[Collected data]
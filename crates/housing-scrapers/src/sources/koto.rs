//! Koto Group publishes vacancies through a page builder whose markup
//! changes between deploys, so nothing here relies on fixed class names.
//! Containers are found by trying progressively looser selectors and fields
//! are read out of the container's text.

use chrono::{DateTime, Utc};
use housing_core::{Listing, Result};
use scraper::{ElementRef, Html, Selector};
use std::time::Duration;
use tracing::{debug, info};

use crate::dedup::dedup_listings;
use crate::settings::ScrapeSettings;
use crate::text::{
    absolute_link, find_street_address, has_number_then_capital, infer_category, inner_text,
    looks_like_listing, parse_address_slug, parse_bathrooms, parse_bedrooms, parse_dollar_price,
    selector, strongly_looks_like_listing,
};
use crate::{RenderOptions, RenderedPage, Source};

const CONTAINER_CASCADE: &[&str] = &[
    "[class*='property']",
    "[class*='listing']",
    "[class*='vacancy']",
    "[class*='unit']",
    "[class*='result']",
    ".property-card",
    ".listing-card",
    ".card",
    "article",
    "[data-property]",
    "[data-listing]",
    "div[class*='Property']",
    "div[class*='Listing']",
    "div[class*='Result']",
];

const DIV_SCAN_LIMIT: usize = 200;
const DIV_MATCH_CAP: usize = 50;
const MIN_ADDRESS_LEN: usize = 5;

#[derive(Debug, Clone, Copy, Default)]
pub struct Koto;

struct Selectors {
    link: Selector,
    headings: [Selector; 4],
    div: Selector,
}

impl Selectors {
    fn new() -> Result<Self> {
        Ok(Self {
            link: selector("a[href]")?,
            headings: [selector("h1")?, selector("h2")?, selector("h3")?, selector("h4")?],
            div: selector("div")?,
        })
    }
}

impl Koto {
    /// Listing containers in document order.
    fn find_containers<'a>(&self, document: &'a Html, selectors: &Selectors) -> Result<Vec<ElementRef<'a>>> {
        for pattern in CONTAINER_CASCADE {
            let candidate = selector(pattern)?;
            let matches: Vec<ElementRef<'a>> = document
                .select(&candidate)
                .filter(|el| looks_like_listing(&inner_text(*el)))
                .collect();
            if !matches.is_empty() {
                debug!(selector = *pattern, count = matches.len(), "Matched listing containers");
                return Ok(matches);
            }
        }

        debug!("No structured containers, scanning divs");
        Ok(document
            .select(&selectors.div)
            .take(DIV_SCAN_LIMIT)
            .filter(|el| strongly_looks_like_listing(&inner_text(*el)))
            .take(DIV_MATCH_CAP)
            .collect())
    }

    fn heading_address(&self, container: ElementRef<'_>, selectors: &Selectors) -> Option<String> {
        selectors.headings.iter().find_map(|heading| {
            container
                .select(heading)
                .next()
                .map(inner_text)
                .filter(|text| has_number_then_capital(text))
        })
    }

    fn extract_container(
        &self,
        container: ElementRef<'_>,
        selectors: &Selectors,
        page: &RenderedPage,
        scraped_at: DateTime<Utc>,
    ) -> Option<Listing> {
        let text = inner_text(container);
        let link = container
            .select(&selectors.link)
            .next()
            .and_then(|a| a.value().attr("href"))
            .and_then(|href| absolute_link(&page.url, href));

        let address = find_street_address(&text)
            .or_else(|| self.heading_address(container, selectors))
            .or_else(|| {
                link.as_deref()
                    .and_then(|l| parse_address_slug(l, None))
                    .map(|slug| slug.full())
            })
            .filter(|address| address.chars().count() >= MIN_ADDRESS_LEN);
        let Some(address) = address else {
            debug!(text = %text.chars().take(80).collect::<String>(), "Skipping koto container without an address");
            return None;
        };

        let mut listing = Listing::new(address, self.id(), scraped_at);
        listing.listing_link = link;
        listing.price = parse_dollar_price(&text);
        listing.bedrooms = parse_bedrooms(&text);
        listing.bathrooms = parse_bathrooms(&text);
        listing.category = infer_category(&text);
        Some(listing)
    }
}

impl Source for Koto {
    fn id(&self) -> &'static str {
        "koto"
    }

    fn name(&self) -> &'static str {
        "Koto Group"
    }

    fn homepage(&self) -> &'static str {
        "https://www.kotogroup.com"
    }

    fn urls(&self) -> &'static [&'static str] {
        &["https://www.kotogroup.com/vacancies"]
    }

    fn render_options(&self, settings: &ScrapeSettings) -> RenderOptions {
        RenderOptions {
            settle_delay: Duration::from_secs(3),
            ..settings.render_options()
        }
    }

    fn extract(&self, page: &RenderedPage, scraped_at: DateTime<Utc>) -> Result<Vec<Listing>> {
        let selectors = Selectors::new()?;
        let document = Html::parse_document(&page.html);

        let listings: Vec<Listing> = self
            .find_containers(&document, &selectors)?
            .into_iter()
            .filter_map(|container| self.extract_container(container, &selectors, page, scraped_at))
            .collect();

        info!(source = self.id(), count = listings.len(), "Extracted listings");
        Ok(dedup_listings(listings))
    }
}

What is needed
Every line with "href" in it should be copied from the entries above.

Solved problem
            link: selector("a[href]")?,
            .and_then(|a| a.value().attr("href"))
            .and_then(|href| absolute_link(&page.url, href));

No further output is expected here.